Note that I said per song shared, which will be more than the 24 songs that
were specifically in the lawsuit. Generally in these cases the person is
sharing thousands of songs. The RIAA only names a dozen or so in their suits
because there is no point in suing over all of them. They have to prove proper
copyright registration for each song and that they are authorized by the
copyright owner to sue, so suing over all of them would require a ton of
evidence.

With 24 songs, if they win and if they get the MINIMUM POSSIBLE statutory
damages (which only happens if the court finds that the infringer was not
aware and had no reason to believe they were infringing), that works out to
about $5k. If the court finds that the infringer knew or had reason to believe
that they were infringing, the minimum statutory damages on 24 songs would be
$18k.

So, here's the situation from the point of view of someone that the RIAA
catches distributing a few thousand songs: the RIAA will offer to settle for
somewhere around maybe $3-5k. That will work out to about $1-2/song.
Considering that it is typically $1/song to buy a copy of the song for
personal use, being asked to pay $1 or $2 for a copy that you were sharing
online is quite reasonable.

If you decide that you are going to make them go to court, and they sue over
just a handful of the songs, and if you actually did share the songs and so
are guilty and they can prove it, then you are GUARANTEED to have damages of
more than what you could have settled for.

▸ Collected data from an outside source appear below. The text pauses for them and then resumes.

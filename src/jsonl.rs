// JSONL backup of the task collection

use crate::models::Task;
use eyre::{Context, Result, bail};
use std::collections::HashSet;
use std::fs::File;
use std::io::{BufRead, BufReader, Write};
use std::path::Path;
use tracing::{info, warn};

/// Write the collection to a JSONL file, one task per line, in list order.
pub fn write_tasks(path: &Path, tasks: &[Task]) -> Result<()> {
    let mut file = File::create(path).context("Failed to create backup file")?;

    for task in tasks {
        let json = serde_json::to_string(task)?;
        writeln!(file, "{}", json)?;
    }
    file.sync_all()?; // Ensure data is flushed to disk

    Ok(())
}

/// Read a task collection back from a JSONL file, preserving line order.
///
/// Blank and malformed lines are skipped with a warning. A duplicated task
/// id is an error, since ids must stay unique within a list.
pub fn read_tasks(path: &Path) -> Result<Vec<Task>> {
    let file = File::open(path).context("Failed to open backup file")?;
    let reader = BufReader::new(file);

    let mut tasks = Vec::new();
    let mut seen = HashSet::new();

    for (line_num, line) in reader.lines().enumerate() {
        let line = match line {
            Ok(l) => l,
            Err(e) => {
                warn!(
                    file = ?path,
                    line = line_num + 1,
                    error = ?e,
                    "Failed to read line, skipping"
                );
                continue;
            }
        };

        if line.trim().is_empty() {
            continue;
        }

        let task: Task = match serde_json::from_str(&line) {
            Ok(t) => t,
            Err(e) => {
                warn!(
                    file = ?path,
                    line = line_num + 1,
                    error = ?e,
                    "Failed to parse JSON, skipping"
                );
                continue;
            }
        };

        if !seen.insert(task.id) {
            bail!("Duplicate task id {} at line {}", task.id, line_num + 1);
        }
        tasks.push(task);
    }

    info!(file = ?path, count = tasks.len(), "Loaded tasks from backup");

    Ok(tasks)
}

#[cfg(test)]
mod tests {
    use super::*;
    use std::fs;
    use tempfile::TempDir;

    #[test]
    fn test_write_then_read_preserves_order_and_content() {
        let temp = TempDir::new().unwrap();
        let path = temp.path().join("backup.jsonl");

        let tasks = vec![Task::new("first"), Task::new("second"), Task::new("third")];
        write_tasks(&path, &tasks).unwrap();

        let loaded = read_tasks(&path).unwrap();
        assert_eq!(loaded, tasks);
    }

    #[test]
    fn test_read_skips_malformed_lines() {
        let temp = TempDir::new().unwrap();
        let path = temp.path().join("backup.jsonl");

        let task = Task::new("valid");
        let mut content = serde_json::to_string(&task).unwrap();
        content.push_str("\n{malformed json}\n\n");
        fs::write(&path, content).unwrap();

        let loaded = read_tasks(&path).unwrap();
        assert_eq!(loaded.len(), 1);
        assert_eq!(loaded[0].id, task.id);
    }

    #[test]
    fn test_read_rejects_duplicate_ids() {
        let temp = TempDir::new().unwrap();
        let path = temp.path().join("backup.jsonl");

        let task = Task::new("twice");
        let line = serde_json::to_string(&task).unwrap();
        fs::write(&path, format!("{}\n{}\n", line, line)).unwrap();

        assert!(read_tasks(&path).is_err());
    }

    #[test]
    fn test_read_missing_file_is_an_error() {
        let temp = TempDir::new().unwrap();
        let path = temp.path().join("nonexistent.jsonl");

        assert!(read_tasks(&path).is_err());
    }
}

It doesn't take a game theorist to figure out that settling is a strictly
dominant strategy here.

Note that there is no question of innocence or mistake. Tenenbaum basically
admits he did it, that he knew it was illegal, and that he intends to keep
doing it. The other defendant who was taking their case to trial (three times
now, I believe), Jamie Thomas-Rasset, also was clearly guilty, although she
still hasn't admitted it. She did perjure herself, got caught tampering with
evidence, and tried to blame her children and boyfriend for her actions.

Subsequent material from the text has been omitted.